El “plan A” fracasó cuando Gustavo llamó para decir que había surgido una junta de último momento en la empresa y saldría hasta las seis de la tarde. Freya leyó el mensaje dos veces antes de convencerse que Martín, de seis años, y Sonia, de cuatro, no se quedarían toda la tarde comiendo palomitas y viendo su película favorita. Debía recurrir al “plan B”. 

El “plan B” comenzó con el pie izquierdo. Sonia le armó una rabieta porque no quería ponerse las medias, y por lo tanto, tampoco los zapatos. Desde que Freya anunció el “plan A” Sonia había corrido a su recámara para ponerse el pijama. Igual que a ella, los cambios de último momento, lejos de excitarla, la alteraban. Así que Freya debió recurrir a la fuerza para vestirla, lo que provocó lágrimas incontrolables, acusaciones hirientes y un añadido más a su sentimiento de culpa. 

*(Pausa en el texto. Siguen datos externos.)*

use argh::FromArgs;
use std::{path::PathBuf, sync::Arc};
use thirdeye::{AppState, Pipeline, ServerOptions, config::RelayConfig};

// defaults for the server
const DEFAULT_HOST: &str = "0.0.0.0";
const DEFAULT_PORT: u16 = 5000;
const DEFAULT_STATIC_DIR: &str = "static";

#[derive(FromArgs)]
/// ThirdEye relay: describes camera images and reads the descriptions aloud.
#[argh(note = "Providers are configured with GEMINI_API_KEY, SPEECH_PROVIDER, \
GOOGLE_TTS_API_KEY, ELEVENLABS_API_KEY and ARDUINO_CAMERA_URL.")]
struct RelayArgs {
    /// the host to run the server on
    #[argh(option, short = 'h', default = "DEFAULT_HOST.to_string()")]
    host: String,

    /// the port to run the server on
    #[argh(option, short = 'p', default = "DEFAULT_PORT")]
    port: u16,

    /// the directory holding index.html and the front-end assets
    #[argh(option, short = 's', default = "PathBuf::from(DEFAULT_STATIC_DIR)")]
    static_dir: PathBuf,
}

#[tokio::main]
async fn main() -> Result<(), Box<dyn std::error::Error>> {
    env_logger::init();
    let args: RelayArgs = argh::from_env();

    let config = RelayConfig::from_env()?;

    let pipeline = Pipeline::new(config.gemini_client()?, config.speech_client()?);
    log::info!("🗣️ Speech backend: {}", pipeline.speech_backend());

    let remote = config.remote_fetcher()?;
    match &remote {
        Some(fetcher) => log::info!("📷 Proxying remote camera at {}", fetcher.url()),
        None => log::info!("📷 Serving uploaded camera frames"),
    }

    let state = Arc::new(AppState::new(pipeline, remote));
    let app = thirdeye::router(
        state,
        ServerOptions {
            static_dir: args.static_dir,
            max_upload_bytes: config.max_upload_bytes,
        },
    );

    // format the host and port
    let addr = format!("{}:{}", args.host, args.port);

    log::info!("🚀 Starting the server");
    log::info!("🔥 Listening on: {}", addr);
    log::info!("🔧 Press Ctrl+C to stop the server");

    let listener = tokio::net::TcpListener::bind(addr).await?;
    axum::serve(listener, app).await?;

    Ok(())
}
use chrono::{DateTime, Utc};
use serde::{Deserialize, Serialize};

#[derive(Debug, Clone, Default, Deserialize, Serialize)]
pub struct AnalyzeRequest {
    /// Base64 image or data URL.
    pub image: Option<String>,
    #[serde(skip_serializing_if = "Option::is_none")]
    pub language: Option<String>,
    #[serde(skip_serializing_if = "Option::is_none")]
    pub mode: Option<String>,
}

#[derive(Debug, Clone, PartialEq, Eq, Deserialize, Serialize)]
pub struct AnalyzeResponse {
    /// Base64 MP3, absent when the client has to speak the text itself.
    #[serde(default, skip_serializing_if = "Option::is_none")]
    pub audio: Option<String>,
    pub text: String,
    pub language: String,
}

#[derive(Debug, Clone, Deserialize, Serialize)]
pub struct FetchImageResponse {
    pub success: bool,
    /// Data URL of the frame.
    pub image: String,
    #[serde(default, skip_serializing_if = "Option::is_none")]
    pub timestamp: Option<DateTime<Utc>>,
}

#[derive(Debug, Clone, Default, Deserialize, Serialize)]
pub struct UploadImageRequest {
    pub image: Option<String>,
}

#[derive(Debug, Clone, Deserialize, Serialize)]
pub struct UploadImageResponse {
    pub success: bool,
    pub message: String,
    pub size: usize,
}

#[derive(Debug, Clone, Deserialize, Serialize)]
pub struct ErrorResponse {
    pub error: String,
}

#[derive(Debug, Clone, Deserialize, Serialize)]
pub struct RelayHealth {
    pub status: String,
    pub speech: String,
    pub remote_camera: bool,
    pub timestamp: DateTime<Utc>,
}

#[derive(Debug, Clone, Deserialize, Serialize)]
pub struct CameraHealth {
    pub status: String,
    pub camera: String,
    pub timestamp: DateTime<Utc>,
}

#[derive(Debug, Clone, Deserialize, Serialize)]
pub struct TestResponse {
    pub message: String,
}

Cortarse el cabello no era un lujo. Cada miembro de la familia recurría a la peluquería para lucir bien. ¿Por qué ella debía sentirse culpable? En pocas palabras, no quería sentirse mal por embellecerse. ¿O acaso era porque la peluquería se encontraba lejos?

—A veinte metros está la estética de doña Queta; en la siguiente esquina acaban de abrir un salón de belleza bastante moderno. ¿Por qué no los pruebas?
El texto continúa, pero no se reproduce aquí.